Prinsip ini serupa dengan prinsip yang berlaku untuk pemeriksaan penunjang lainnya. Dokter tidak perlu mengerti prinsip cara kerja suatu alat MRI untuk bisa menggunakan hasil MRInya untuk pasien. Akan tetapi, jika hasil MRI tersebut tidak sesuai dengan kondisi klinis pasien, tentunya hasil tersebut tentunya tidak diterima begitu saja tetapi perlu dianalisa kembali.

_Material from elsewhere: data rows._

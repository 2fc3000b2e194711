//! Builders for small presentation packages used across the pptx tests.

use crate::ooxml::opc::Package;
use crate::ooxml::opc::constants::{content_type as ct, relationship_type as rt};
use crate::ooxml::opc::phys_pkg::tests::zip_fixture;

pub(crate) const NS: &str = r#"xmlns:a="http://schemas.openxmlformats.org/drawingml/2006/main" xmlns:r="http://schemas.openxmlformats.org/officeDocument/2006/relationships" xmlns:p="http://schemas.openxmlformats.org/presentationml/2006/main""#;

pub(crate) fn content_types(defaults: &[(&str, &str)], overrides: &[(&str, &str)]) -> String {
    let mut xml = String::from(
        r#"<?xml version="1.0" encoding="UTF-8" standalone="yes"?>
<Types xmlns="http://schemas.openxmlformats.org/package/2006/content-types"><Default Extension="rels" ContentType="application/vnd.openxmlformats-package.relationships+xml"/><Default Extension="xml" ContentType="application/xml"/>"#,
    );
    for (ext, content_type) in defaults {
        xml.push_str(&format!(r#"<Default Extension="{}" ContentType="{}"/>"#, ext, content_type));
    }
    for (part, content_type) in overrides {
        xml.push_str(&format!(r#"<Override PartName="{}" ContentType="{}"/>"#, part, content_type));
    }
    xml.push_str("</Types>");
    xml
}

/// Relationship part from (id, type, target) triples; targets starting with
/// "http" are external.
pub(crate) fn rels(entries: &[(&str, &str, &str)]) -> String {
    let mut xml = String::from(
        r#"<?xml version="1.0" encoding="UTF-8" standalone="yes"?>
<Relationships xmlns="http://schemas.openxmlformats.org/package/2006/relationships">"#,
    );
    for (id, reltype, target) in entries {
        let mode = if target.starts_with("http") {
            r#" TargetMode="External""#
        } else {
            ""
        };
        xml.push_str(&format!(
            r#"<Relationship Id="{}" Type="{}" Target="{}"{}/>"#,
            id, reltype, target, mode
        ));
    }
    xml.push_str("</Relationships>");
    xml
}

pub(crate) fn slide(shapes: &str) -> String {
    format!(
        r#"<?xml version="1.0" encoding="UTF-8" standalone="yes"?>
<p:sld {}><p:cSld><p:spTree><p:nvGrpSpPr><p:cNvPr id="1" name=""/><p:cNvGrpSpPr/><p:nvPr/></p:nvGrpSpPr><p:grpSpPr/>{}</p:spTree></p:cSld></p:sld>"#,
        NS, shapes
    )
}

fn non_visual(id: u32, name: &str, creation_id: Option<&str>) -> String {
    match creation_id {
        Some(cid) => format!(
            r#"<p:cNvPr id="{}" name="{}"><a:extLst><a:ext uri="{{FF2B5EF4-FFF2-40B4-BE49-F238E27FC236}}"><a16:creationId xmlns:a16="http://schemas.microsoft.com/office/drawing/2014/main" id="{}"/></a:ext></a:extLst></p:cNvPr>"#,
            id, name, cid
        ),
        None => format!(r#"<p:cNvPr id="{}" name="{}"/>"#, id, name),
    }
}

pub(crate) fn shape(id: u32, name: &str, creation_id: Option<&str>) -> String {
    format!(
        r#"<p:sp><p:nvSpPr>{}<p:cNvSpPr/><p:nvPr/></p:nvSpPr><p:spPr/><p:txBody><a:bodyPr/><a:p><a:r><a:t>{}</a:t></a:r></a:p></p:txBody></p:sp>"#,
        non_visual(id, name, creation_id),
        name
    )
}

pub(crate) fn linked_shape(id: u32, name: &str, link_rid: &str) -> String {
    format!(
        r#"<p:sp><p:nvSpPr>{}<p:cNvSpPr/><p:nvPr/></p:nvSpPr><p:spPr/><p:txBody><a:bodyPr/><a:p><a:r><a:rPr><a:hlinkClick r:id="{}"/></a:rPr><a:t>{}</a:t></a:r></a:p></p:txBody></p:sp>"#,
        non_visual(id, name, None),
        link_rid,
        name
    )
}

pub(crate) fn picture(id: u32, name: &str, embed_rid: &str) -> String {
    format!(
        r#"<p:pic><p:nvPicPr>{}<p:cNvPicPr/><p:nvPr/></p:nvPicPr><p:blipFill><a:blip r:embed="{}"/></p:blipFill><p:spPr/></p:pic>"#,
        non_visual(id, name, None),
        embed_rid
    )
}

pub(crate) fn chart_frame(id: u32, name: &str, creation_id: Option<&str>, chart_rid: &str) -> String {
    format!(
        r#"<p:graphicFrame><p:nvGraphicFramePr>{}<p:cNvGraphicFramePr/><p:nvPr/></p:nvGraphicFramePr><p:xfrm/><a:graphic><a:graphicData uri="http://schemas.openxmlformats.org/drawingml/2006/chart"><c:chart xmlns:c="http://schemas.openxmlformats.org/drawingml/2006/chart" r:id="{}"/></a:graphicData></a:graphic></p:graphicFrame>"#,
        non_visual(id, name, creation_id),
        chart_rid
    )
}

pub(crate) const CHART: &str = r#"<?xml version="1.0" encoding="UTF-8" standalone="yes"?>
<c:chartSpace xmlns:c="http://schemas.openxmlformats.org/drawingml/2006/chart" xmlns:a="http://schemas.openxmlformats.org/drawingml/2006/main" xmlns:r="http://schemas.openxmlformats.org/officeDocument/2006/relationships"><c:chart><c:plotArea><c:barChart><c:ser><c:tx><c:strRef><c:f>Sheet1!$B$1</c:f></c:strRef></c:tx></c:ser></c:barChart></c:plotArea></c:chart><c:externalData r:id="rId1"><c:autoUpdate val="0"/></c:externalData></c:chartSpace>"#;

/// Minimal presentation part listing `slides` as (sldId, rId) pairs.
pub(crate) fn presentation(slides: &[(u32, &str)]) -> String {
    let ids: String = slides
        .iter()
        .map(|(id, rid)| format!(r#"<p:sldId id="{}" r:id="{}"/>"#, id, rid))
        .collect();
    format!(
        r#"<?xml version="1.0" encoding="UTF-8" standalone="yes"?>
<p:presentation {}><p:sldMasterIdLst><p:sldMasterId id="2147483648" r:id="rId1"/></p:sldMasterIdLst><p:sldIdLst>{}</p:sldIdLst><p:sldSz cx="12192000" cy="6858000"/></p:presentation>"#,
        NS, ids
    )
}

pub(crate) fn package(entries: &[(&str, Vec<u8>)]) -> Package {
    let borrowed: Vec<(&str, &[u8])> = entries.iter().map(|(n, d)| (*n, d.as_slice())).collect();
    Package::from_bytes(&zip_fixture(&borrowed)).unwrap()
}

pub(crate) const PNG: &[u8] = b"\x89PNG\r\n\x1a\nfixture";

/// Package A: slide 1 with a titled shape and a picture, slide 2 with a chart
/// backed by an embedded workbook.
pub(crate) fn source_package() -> Package {
    let slide1 = slide(&format!(
        "{}{}{}",
        shape(2, "Title 1", Some("{A0000001-0000-0000-0000-000000000000}")),
        picture(3, "Logo", "rId2"),
        linked_shape(4, "Link", "rId3")
    ));
    let slide2 = slide(&chart_frame(
        5,
        "Revenue Chart",
        Some("{A0000005-0000-0000-0000-000000000000}"),
        "rId5",
    ));
    package(&[
        (
            "[Content_Types].xml",
            content_types(
                &[("png", ct::PNG), ("xlsx", ct::SML_SHEET)],
                &[
                    ("/ppt/presentation.xml", "application/vnd.openxmlformats-officedocument.presentationml.presentation.main+xml"),
                    ("/ppt/slides/slide1.xml", ct::PML_SLIDE),
                    ("/ppt/slides/slide2.xml", ct::PML_SLIDE),
                    ("/ppt/charts/chart3.xml", ct::DML_CHART),
                    ("/ppt/charts/style3.xml", ct::MS_CHART_STYLE),
                ],
            )
            .into_bytes(),
        ),
        (
            "ppt/presentation.xml",
            presentation(&[(256, "rId2"), (257, "rId3")]).into_bytes(),
        ),
        (
            "ppt/_rels/presentation.xml.rels",
            rels(&[
                ("rId1", rt::SLIDE_MASTER, "slideMasters/slideMaster1.xml"),
                ("rId2", rt::SLIDE, "slides/slide1.xml"),
                ("rId3", rt::SLIDE, "slides/slide2.xml"),
            ])
            .into_bytes(),
        ),
        ("ppt/slides/slide1.xml", slide1.into_bytes()),
        (
            "ppt/slides/_rels/slide1.xml.rels",
            rels(&[
                ("rId1", rt::SLIDE_LAYOUT, "../slideLayouts/slideLayout1.xml"),
                ("rId2", rt::IMAGE, "../media/image4.png"),
                ("rId3", rt::HYPERLINK, "https://example.com/q3"),
            ])
            .into_bytes(),
        ),
        ("ppt/slides/slide2.xml", slide2.into_bytes()),
        (
            "ppt/slides/_rels/slide2.xml.rels",
            rels(&[
                ("rId1", rt::SLIDE_LAYOUT, "../slideLayouts/slideLayout2.xml"),
                ("rId5", rt::CHART, "../charts/chart3.xml"),
            ])
            .into_bytes(),
        ),
        ("ppt/media/image4.png", PNG.to_vec()),
        ("ppt/charts/chart3.xml", CHART.as_bytes().to_vec()),
        (
            "ppt/charts/_rels/chart3.xml.rels",
            rels(&[
                ("rId1", rt::PACKAGE, "../embeddings/Microsoft_Excel_Worksheet.xlsx"),
                ("rId2", rt::CHART_STYLE, "style3.xml"),
            ])
            .into_bytes(),
        ),
        ("ppt/charts/style3.xml", b"<cs:chartStyle/>".to_vec()),
        (
            "ppt/embeddings/Microsoft_Excel_Worksheet.xlsx",
            crate::ooxml::pptx::workbook::tests::workbook_fixture(true),
        ),
    ])
}

/// Package B: one slide with three shapes and an existing chart part.
pub(crate) fn target_package() -> Package {
    let slide1 = slide(&format!(
        "{}{}{}",
        shape(2, "Title 1", Some("{B0000001-0000-0000-0000-000000000000}")),
        shape(3, "Logo", None),
        shape(4, "Footer", None)
    ));
    package(&[
        (
            "[Content_Types].xml",
            content_types(
                &[],
                &[
                    ("/ppt/presentation.xml", "application/vnd.openxmlformats-officedocument.presentationml.presentation.main+xml"),
                    ("/ppt/slides/slide1.xml", ct::PML_SLIDE),
                    ("/ppt/charts/chart1.xml", ct::DML_CHART),
                ],
            )
            .into_bytes(),
        ),
        (
            "ppt/presentation.xml",
            presentation(&[(256, "rId2")]).into_bytes(),
        ),
        (
            "ppt/_rels/presentation.xml.rels",
            rels(&[
                ("rId1", rt::SLIDE_MASTER, "slideMasters/slideMaster1.xml"),
                ("rId2", rt::SLIDE, "slides/slide1.xml"),
            ])
            .into_bytes(),
        ),
        ("ppt/slides/slide1.xml", slide1.into_bytes()),
        (
            "ppt/slides/_rels/slide1.xml.rels",
            rels(&[("rId1", rt::SLIDE_LAYOUT, "../slideLayouts/slideLayout1.xml")]).into_bytes(),
        ),
        ("ppt/slideLayouts/slideLayout1.xml", b"<p:sldLayout/>".to_vec()),
        ("ppt/charts/chart1.xml", CHART.as_bytes().to_vec()),
    ])
}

Sanggahan lain mengenai isu black-box medicine ini adalah adanya riset klinis (clinical trial) di balik pembuatan AI. Asalkan AI didesain dengan kualitas yang baik dan tervalidasi secara klinis menggunakan penelitian dengan jumlah sampel memadai dan metodologi yang baik, tentunya klinisi tidak perlu takut menggunakan hasil AI untuk membantu mengambil keputusan klinis terkait diagnosa dan pengobatan pasien.
Kesimpulan
Kecerdasan buatan (artificial intelligence / AI) di bidang kesehatan saat ini semakin berkembang pesat, bahkan di beberapa studi ditemukan bisa mengambil keputusan klinis dengan lebih baik dibandingkan dokter. Walau demikian, terdapat isu medikolegal mengenai belum adanya regulasi hukum yang mengatur kecerdasan buatan, isu keamanan dan privasi pasien, serta siapa yang harus bertanggung jawab secara hukum jika terjadi kasus.

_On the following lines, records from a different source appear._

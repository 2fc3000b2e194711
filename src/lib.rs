//! Longan - element-level composition of PowerPoint presentations
//!
//! This library assembles `.pptx` files out of pieces of other `.pptx` files.
//! It works at the level of the Open Packaging Conventions: parts, their
//! relationship tables and the content-type registry. The shapes, charts and
//! slides it moves keep working in their new package.
//!
//! # Features
//!
//! - **Part sessions**: parts parsed on demand, cached, committed explicitly
//! - **Relationships**: resolution by type or target prefix, collision-free id allocation
//! - **Content types**: idempotent Default/Override registration
//! - **Transplants**: locate by creation id or name, clone, rewire companions, place
//! - **Charts**: chart parts copied with their embedded workbooks; hooks can edit both
//! - **Slides**: append whole slides, truncate and reorder slide lists
//!
//! # Example - Appending a slide from another deck
//!
//! ```no_run
//! use longan::ooxml::opc::PackURI;
//! use longan::ooxml::pptx::{ComposeOptions, ComposeReport, append_slide, open_package};
//!
//! # async fn run() -> Result<(), Box<dyn std::error::Error>> {
//! let options = ComposeOptions::default();
//! let mut source = open_package("appendix.pptx", &options).await?;
//! let mut target = open_package("report.pptx", &options).await?;
//! let mut report = ComposeReport::new();
//!
//! let slide = PackURI::new("/ppt/slides/slide3.xml")?;
//! let copy = append_slide(&mut source, &slide, &mut target, &options, &mut report).await?;
//! println!("appended as {}", copy);
//! # Ok(())
//! # }
//! ```

pub mod common;
pub mod ooxml;
//! PowerPoint (.pptx) composition.
//!
//! Building blocks for assembling a presentation out of others: elements are
//! found by stable identity, cloned, rewired against the target package and
//! placed; whole slides are copied; slide lists are truncated and reordered.
//!
//! # Example
//!
//! ```rust,no_run
//! use longan::ooxml::opc::PackURI;
//! use longan::ooxml::pptx::{
//!     ComposeOptions, ComposeReport, StableIdentity, TransplantRequest, Transplanter, open_package,
//! };
//!
//! # async fn run() -> Result<(), Box<dyn std::error::Error>> {
//! let options = ComposeOptions::default();
//! let mut source = open_package("source.pptx", &options).await?;
//! let mut target = open_package("template.pptx", &options).await?;
//! let mut report = ComposeReport::new();
//!
//! let request = TransplantRequest::replace(
//!     PackURI::new("/ppt/slides/slide2.xml")?,
//!     StableIdentity::Name("Revenue Chart".to_string()),
//!     PackURI::new("/ppt/slides/slide1.xml")?,
//! );
//! Transplanter::new(&options, &mut report)
//!     .transplant(&mut source, &mut target, request)
//!     .await?;
//!
//! tokio::fs::write("out.pptx", target.finalize().await?).await?;
//! # Ok(())
//! # }
//! ```

pub mod collection;
pub mod companion;
pub mod config;
pub mod hooks;
pub mod identity;
pub mod presentation;
pub mod report;
pub mod slide;
pub mod transplant;
pub mod workbook;

#[cfg(test)]
pub(crate) mod test_support;

pub use companion::{CompanionKind, CopiedChart, Rewirer};
pub use config::ComposeOptions;
pub use hooks::{ChartHook, Hook, HookError, HookResult, ShapeHook};
pub use identity::{ElementInfo, StableIdentity};
pub use presentation::{
    SlideEntry, SlideInventory, creation_ids, open_package, package_from_bytes, reorder_slides, slides,
    truncate_slides,
};
pub use report::{ComposeReport, HookFailure, SkipReason, Skipped, TrackedRelation};
pub use slide::append_slide;
pub use transplant::{Placement, Stage, TransplantOutcome, TransplantRequest, Transplanter};
pub use workbook::LinkedWorkbook;
/// Provides the PackURI value type and utilities for working with package URIs.
///
/// A PackURI represents a part name within an OPC package. It always begins
/// with a forward slash; the ZIP member name is the same string without it.
#[derive(Debug, Clone, PartialEq, Eq, Hash, PartialOrd, Ord)]
pub struct PackURI {
    /// The full pack URI string (e.g., "/ppt/slides/slide1.xml")
    uri: String,
}

impl PackURI {
    /// Create a new PackURI from a string that begins with a forward slash.
    pub fn new<S: Into<String>>(uri: S) -> Result<Self, String> {
        let uri = uri.into();
        if !uri.starts_with('/') {
            return Err(format!("PackURI must begin with slash, got '{}'", uri));
        }
        Ok(PackURI { uri })
    }

    /// Create a PackURI from a ZIP member name such as "ppt/slides/slide1.xml".
    pub fn from_membername(membername: &str) -> Self {
        PackURI {
            uri: format!("/{}", membername.trim_start_matches('/')),
        }
    }

    /// Translate a relative reference (like "../media/image1.png") onto a base
    /// URI (like "/ppt/slides") to produce an absolute PackURI.
    pub fn from_rel_ref(base_uri: &str, relative_ref: &str) -> Result<Self, String> {
        if relative_ref.starts_with('/') {
            return Self::new(Self::normalize_path(relative_ref));
        }
        let joined = Self::join_paths(base_uri, relative_ref);
        Self::new(Self::normalize_path(&joined))
    }

    /// Directory portion, e.g. "/ppt/slides" for "/ppt/slides/slide1.xml".
    pub fn base_uri(&self) -> &str {
        match self.uri.rfind('/') {
            Some(0) | None => "/",
            Some(pos) => &self.uri[..pos],
        }
    }

    /// Filename portion, e.g. "slide1.xml".
    pub fn filename(&self) -> &str {
        match self.uri.rfind('/') {
            Some(pos) => &self.uri[pos + 1..],
            None => "",
        }
    }

    /// Extension without the leading period, e.g. "xml".
    pub fn ext(&self) -> &str {
        let filename = self.filename();
        match filename.rfind('.') {
            Some(pos) => &filename[pos + 1..],
            None => "",
        }
    }

    /// Filename without its extension, e.g. "slide1".
    pub fn stem(&self) -> &str {
        let filename = self.filename();
        match filename.rfind('.') {
            Some(pos) => &filename[..pos],
            None => filename,
        }
    }

    /// Split the stem into its base and trailing number: "chart12" gives ("chart", 12).
    ///
    /// Unnumbered names report 0.
    pub fn numbered(&self) -> (&str, u32) {
        split_numbered(self.stem())
    }

    /// URI with the leading slash stripped; the ZIP member name.
    pub fn membername(&self) -> &str {
        &self.uri[1..]
    }

    /// Relative reference from `base_uri` to this PackURI.
    ///
    /// PackURI("/ppt/media/image1.png") gives "../media/image1.png" for base "/ppt/slides".
    pub fn relative_ref(&self, base_uri: &str) -> String {
        if base_uri == "/" {
            return self.membername().to_string();
        }

        let from_parts: Vec<&str> = base_uri.split('/').filter(|s| !s.is_empty()).collect();
        let to_parts: Vec<&str> = self.uri.split('/').filter(|s| !s.is_empty()).collect();

        let common = from_parts
            .iter()
            .zip(to_parts.iter())
            .take_while(|(a, b)| a == b)
            .count();

        let mut result = "../".repeat(from_parts.len() - common);
        result.push_str(&to_parts[common..].join("/"));
        result
    }

    /// The relationship part belonging to this part.
    ///
    /// "/ppt/slides/slide1.xml" maps to "/ppt/slides/_rels/slide1.xml.rels".
    pub fn rels_uri(&self) -> PackURI {
        let base_uri = self.base_uri();
        let uri = if base_uri == "/" {
            format!("/_rels/{}.rels", self.filename())
        } else {
            format!("{}/_rels/{}.rels", base_uri, self.filename())
        };
        PackURI { uri }
    }

    /// Get the full URI string.
    #[inline]
    pub fn as_str(&self) -> &str {
        &self.uri
    }

    fn join_paths(base: &str, rel: &str) -> String {
        if base.ends_with('/') {
            format!("{}{}", base, rel)
        } else {
            format!("{}/{}", base, rel)
        }
    }

    // Resolve "." and ".." segments.
    fn normalize_path(path: &str) -> String {
        let mut parts: Vec<&str> = Vec::new();
        for part in path.split('/') {
            match part {
                "" | "." => {},
                ".." => {
                    parts.pop();
                },
                _ => parts.push(part),
            }
        }
        format!("/{}", parts.join("/"))
    }
}

/// Split a stem into the text before its trailing digit run and that number.
///
/// The base keeps at least one character, so "12" splits into ("1", 2).
/// Names without a usable number report 0.
pub fn split_numbered(stem: &str) -> (&str, u32) {
    let mut digits_start = stem.trim_end_matches(|c: char| c.is_ascii_digit()).len();
    if digits_start == 0 && !stem.is_empty() {
        digits_start = 1;
    }
    if digits_start >= stem.len() {
        return (stem, 0);
    }
    match stem[digits_start..].parse::<u32>() {
        Ok(number) => (&stem[..digits_start], number),
        Err(_) => (stem, 0),
    }
}

impl std::fmt::Display for PackURI {
    fn fmt(&self, f: &mut std::fmt::Formatter<'_>) -> std::fmt::Result {
        write!(f, "{}", self.uri)
    }
}

impl AsRef<str> for PackURI {
    fn as_ref(&self) -> &str {
        &self.uri
    }
}

/// The URI for the [Content_Types].xml part
pub const CONTENT_TYPES_URI: &str = "/[Content_Types].xml";
/// Spreadsheets embedded behind charts.
///
/// A chart's data lives in an embedded `.xlsx` package. [`LinkedWorkbook`]
/// opens that package as a nested [`Package`], pre-loads the parts chart hooks
/// usually touch (first worksheet, shared strings, the sheet's first table)
/// and writes everything back into one blob when the hooks are done.
use crate::common::xml::{XmlDocument, XmlElement};
use crate::ooxml::opc::constants::{content_type as ct, namespace, relationship_type as rt};
use crate::ooxml::opc::error::{OpcError, Result};
use crate::ooxml::opc::{NewRelationship, PackURI, Package, RelSelector, ZipStore};
use bytes::Bytes;

/// A parsed part of the workbook package.
#[derive(Debug)]
struct LoadedPart {
    partname: PackURI,
    doc: XmlDocument,
}

/// An embedded workbook opened for editing.
pub struct LinkedWorkbook {
    package: Package<ZipStore>,
    workbook: PackURI,
    sheet: LoadedPart,
    shared_strings: LoadedPart,
    /// Set when the package had no shared-strings part and one was started here
    shared_strings_created: bool,
    table: Option<LoadedPart>,
}

impl LinkedWorkbook {
    /// Open a workbook package held in memory.
    pub async fn open(data: &[u8]) -> Result<Self> {
        let mut package = Package::from_bytes(data)?;
        let root = PackURI::new("/").map_err(OpcError::InvalidPackUri)?;
        let workbook = first_target(&mut package, &root, rt::OFFICE_DOCUMENT)
            .await?
            .ok_or_else(|| OpcError::PartNotFound("workbook part".to_string()))?;

        let sheet_rel = {
            let doc = package.load(&workbook).await?;
            doc.root()
                .find("sheet")
                .and_then(|sheet| sheet.attr("r:id"))
                .ok_or_else(|| OpcError::PartNotFound(format!("{} lists no sheet", workbook)))?
        };
        let sheet = match package.relationships(&workbook).await?.get(&sheet_rel) {
            Some(rel) => rel.target_partname(workbook.base_uri())?,
            None => return Err(OpcError::PartNotFound(format!("{}#{}", workbook, sheet_rel))),
        };
        let sheet = load_part(&mut package, sheet).await?;

        let (shared_strings, shared_strings_created) =
            match first_target(&mut package, &workbook, rt::SHARED_STRINGS).await? {
                Some(partname) => (load_part(&mut package, partname).await?, false),
                None => {
                    let partname = PackURI::from_rel_ref(workbook.base_uri(), "sharedStrings.xml")
                        .map_err(OpcError::InvalidPackUri)?;
                    let root = XmlElement::new("sst")
                        .with_attr("xmlns", namespace::SML_MAIN)
                        .with_attr("count", "0")
                        .with_attr("uniqueCount", "0");
                    let part = LoadedPart {
                        partname,
                        doc: XmlDocument::from_root(root),
                    };
                    (part, true)
                },
            };

        let table = match first_target(&mut package, &sheet.partname, rt::TABLE).await? {
            Some(partname) => Some(load_part(&mut package, partname).await?),
            None => None,
        };

        Ok(Self {
            package,
            workbook,
            sheet,
            shared_strings,
            shared_strings_created,
            table,
        })
    }

    /// The first worksheet.
    pub fn sheet(&mut self) -> &mut XmlDocument {
        &mut self.sheet.doc
    }

    pub fn sheet_partname(&self) -> &PackURI {
        &self.sheet.partname
    }

    pub fn shared_strings(&mut self) -> &mut XmlDocument {
        &mut self.shared_strings.doc
    }

    /// The first table defined on the worksheet, if any.
    pub fn table(&mut self) -> Option<&mut XmlDocument> {
        self.table.as_mut().map(|part| &mut part.doc)
    }

    /// Append a string to the shared-strings table and return its index.
    pub fn append_shared_string(&mut self, text: &str) -> usize {
        let mut t = XmlElement::new("t");
        if text.starts_with(char::is_whitespace) || text.ends_with(char::is_whitespace) {
            t.set_attr("xml:space", "preserve");
        }
        t.set_text(text);
        let mut si = XmlElement::new("si");
        si.push_element(t);

        let sst = self.shared_strings.doc.root_mut();
        sst.push_element(si);
        let unique = sst.elements().filter(|el| el.is("si")).count();
        sst.set_attr("uniqueCount", &unique.to_string());
        let count = sst
            .attr("count")
            .and_then(|c| atoi_simd::parse::<usize, false, false>(c.as_bytes()).ok())
            .unwrap_or(unique - 1);
        sst.set_attr("count", &count.saturating_add(1).to_string());
        unique - 1
    }

    /// Text of shared string `index`, runs concatenated.
    pub fn shared_string(&self, index: usize) -> Option<String> {
        let si = self
            .shared_strings
            .doc
            .root()
            .elements()
            .filter(|el| el.is("si"))
            .nth(index)?;
        Some(si.find_all("t").iter().map(|t| t.text()).collect())
    }

    /// Commit every edited part and serialize the workbook package.
    pub async fn into_bytes(mut self) -> Result<Bytes> {
        let parts = [Some(self.sheet), Some(self.shared_strings), self.table];
        for part in parts.into_iter().flatten() {
            self.package.commit_tree(&part.partname, part.doc).await?;
        }
        if self.shared_strings_created {
            let partname = PackURI::from_rel_ref(self.workbook.base_uri(), "sharedStrings.xml")
                .map_err(OpcError::InvalidPackUri)?;
            let r_id = self.package.allocate_id(&self.workbook).await?;
            let target_ref = partname.relative_ref(self.workbook.base_uri());
            self.package
                .register_relationship(
                    &self.workbook,
                    NewRelationship::new(&r_id, rt::SHARED_STRINGS, &target_ref),
                )
                .await?;
            self.package
                .register_override(&partname, ct::SML_SHARED_STRINGS)
                .await?;
        }
        Ok(Bytes::from(self.package.finalize().await?))
    }
}

async fn first_target(
    package: &mut Package<ZipStore>,
    source: &PackURI,
    reltype: &str,
) -> Result<Option<PackURI>> {
    let targets = package.resolve(source, &RelSelector::by_type(reltype)).await?;
    let Some(target) = targets.into_iter().find(|t| !t.is_external) else {
        return Ok(None);
    };
    PackURI::from_rel_ref(source.base_uri(), &target.file)
        .map(Some)
        .map_err(OpcError::InvalidPackUri)
}

async fn load_part(package: &mut Package<ZipStore>, partname: PackURI) -> Result<LoadedPart> {
    let doc = package.load(&partname).await?.clone();
    Ok(LoadedPart { partname, doc })
}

Selama isu medikolegal tersebut belum terjawab, dokter tidak perlu takut kecerdasan buatan akan menggantikan peran dokter untuk membuat keputusan klinis terkait diagnosis dan tata laksana pasien. Sebaliknya, dokter harus mempelajari perkembangan teknologi kecerdasan buatan dan mengadopsi AI yang bisa meningkatkan kualitas praktik klinisnya. Dengan demikian, diagnosis dan tata laksana pasien bisa dilakukan dengan lebih efektif.